La loi interdit par défaut la revente de billets sans l'autorisation des organisateurs, moyennant des sanctions pouvant aller jusqu'à 15 000 euros d'amende, 30 000 euros en cas de récidive. Cela préserve le contrôle des organisateurs sur la tarification et la distribution de billets.
Alors que certains revendeurs acquièrent des billets en masse pour les revendre à des prix exorbitants, ce contrôle est indispensable.
Mais des problèmes demeurent. Lors des JOP de Paris 2024, la plateforme officielle de revente imposait des règles strictes : la revente devait se faire au prix d'achat, même en cas de demande faible.
Toutefois, interdire la revente n'est pas une solution viable et serait même contreproductif pour lutter contre les abus. De nombreux spectateurs sont contraints de revendre leurs billets pour des raisons personnelles. Sans alternative officielle ou si les conditions sont trop contraignantes, ils se tournent vers des marchés parallèles peu sécurisés.
Des pistes existent pour concilier contrôle et liberté de revente encadrée.

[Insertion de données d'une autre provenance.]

//! Training Defaults and Model Hyperparameters
//!
//! Values shared between the training orchestrator and the models it fits.
//! Seeds are fixed so that two cycles over the same window produce the same
//! models.

// ===== DATA REQUIREMENTS =====

/// Minimum rows with a non-null target before a parameter is trained.
///
/// Below this an 80/20 split leaves a test set of one or two rows, which
/// makes the reported R² meaningless.
pub const MIN_TRAINING_ROWS: usize = 10;

/// Fraction of usable rows held out for evaluation.
pub const DEFAULT_TEST_FRACTION: f64 = 0.2;

/// Seed for the train/test shuffle.
pub const DEFAULT_SPLIT_SEED: u64 = 42;

/// Number of recent readings fetched for a forecast.
pub const DEFAULT_RECENT_READINGS_LIMIT: usize = 10;

// ===== REGRESSOR =====

/// Trees in the random forest regressor.
pub const REGRESSOR_NUM_TREES: usize = 100;

/// Maximum depth of each regression tree.
pub const REGRESSOR_MAX_DEPTH: usize = 10;

/// Minimum samples in a node before it may be split.
pub const REGRESSOR_MIN_SAMPLES_SPLIT: usize = 2;

/// Seed for bootstrap sampling.
pub const REGRESSOR_SEED: u64 = 42;

// ===== ANOMALY DETECTOR =====

/// Trees in the isolation forest.
pub const DETECTOR_NUM_TREES: usize = 100;

/// Subsample size drawn for each isolation tree.
pub const DETECTOR_SAMPLE_SIZE: usize = 256;

/// Expected share of outliers in the training data.
///
/// Sets the decision offset: this fraction of training samples scores
/// below zero.
pub const DETECTOR_CONTAMINATION: f64 = 0.1;

/// Seed for isolation tree construction.
pub const DETECTOR_SEED: u64 = 42;
//! Error types for model fitting, persistence and the lifecycle operations

use envguard_core::{ArtifactStoreError, DatastoreError, FeatureError, Parameter};
use thiserror::Error;

/// Result type for model operations
pub type MLResult<T> = Result<T, MLError>;

/// Model fitting and scoring errors
#[derive(Error, Debug, Clone, PartialEq)]
pub enum MLError {
    /// Not enough samples to fit
    #[error("Insufficient data: need {required}, have {available}")]
    InsufficientData {
        /// Minimum samples required
        required: usize,
        /// Samples provided
        available: usize,
    },

    /// Vector width does not match what the model was fitted on
    #[error("Dimension mismatch: expected {expected} features, got {actual}")]
    DimensionMismatch {
        /// Width seen at fit time
        expected: usize,
        /// Width of the offending input
        actual: usize,
    },

    /// Model has never been fitted
    #[error("Model not fitted")]
    NotFitted,

    /// Input contains NaN or infinity
    #[error("Input contains non-finite values")]
    NonFiniteInput,

    /// Invalid hyperparameters
    #[error("Invalid configuration: {0}")]
    InvalidConfig(&'static str),

    /// Feature construction failed
    #[error(transparent)]
    Feature(#[from] FeatureError),
}

/// Model artifact persistence errors
#[derive(Error, Debug)]
pub enum PersistenceError {
    /// Untrained triples have nothing worth persisting
    #[error("Refusing to persist untrained triple for {0}")]
    Untrained(Parameter),

    /// One or more of the three artifacts is missing
    #[error("Incomplete artifacts for {parameter}: missing {missing:?}")]
    Incomplete {
        /// Parameter being loaded
        parameter: Parameter,
        /// Keys that do not exist
        missing: Vec<String>,
    },

    /// Artifacts exist but do not belong together
    #[error("Inconsistent artifacts for {parameter}: {reason}")]
    Inconsistent {
        /// Parameter being loaded
        parameter: Parameter,
        /// What did not match
        reason: &'static str,
    },

    /// Artifact store failure
    #[error(transparent)]
    Store(#[from] ArtifactStoreError),

    /// Artifact encoding or decoding failure
    #[error("Artifact serialization error: {0}")]
    Serialization(#[from] serde_json::Error),
}

/// Configuration loading errors
#[derive(Error, Debug)]
pub enum ConfigError {
    /// Config file unreadable
    #[error("Config I/O error: {0}")]
    Io(#[from] std::io::Error),

    /// Config is not valid JSON for [`LifecycleConfig`](crate::LifecycleConfig)
    #[error("Config parse error: {0}")]
    Parse(#[from] serde_json::Error),

    /// A value is out of range
    #[error("Invalid configuration: {0}")]
    Invalid(&'static str),
}

/// Errors that fail a whole lifecycle operation
#[derive(Error, Debug)]
pub enum LifecycleError {
    /// The datastore could not be queried; there is no data to fall back on
    #[error("Upstream unavailable: {0}")]
    Upstream(#[from] DatastoreError),

    /// Forecast horizon does not fit in a timestamp
    #[error("Forecast horizon of {0} hours is out of range")]
    InvalidHorizon(i64),

    /// Training window start does not fit in a timestamp
    #[error("Lookback of {0} days is out of range")]
    InvalidLookback(i64),

    /// Another training cycle holds the cycle lock
    #[error("A training cycle is already running")]
    CycleInProgress,

    /// Invalid configuration
    #[error(transparent)]
    Config(#[from] ConfigError),
}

Nous pourrions ainsi envisager une certification des plateformes de revente.
Derrière la revente de billets, il y a le combat pour la démocratisation du sport et de la culture. Les passionnés doivent pouvoir continuer à accéder aux événements. Alors que le contexte est à la baisse des crédits pour le sport et la culture, avec la suppression du pass Culture pour les moins de 17 ans, la culture et le sport doivent rester des espaces de partage et d'émotion accessibles à tous.
Profitons de ce débat pour envisager des solutions pérennes d'encadrement des plateformes de revente. (Applaudissements sur les travées du GEST et des groupes CRCE-K et INDEP)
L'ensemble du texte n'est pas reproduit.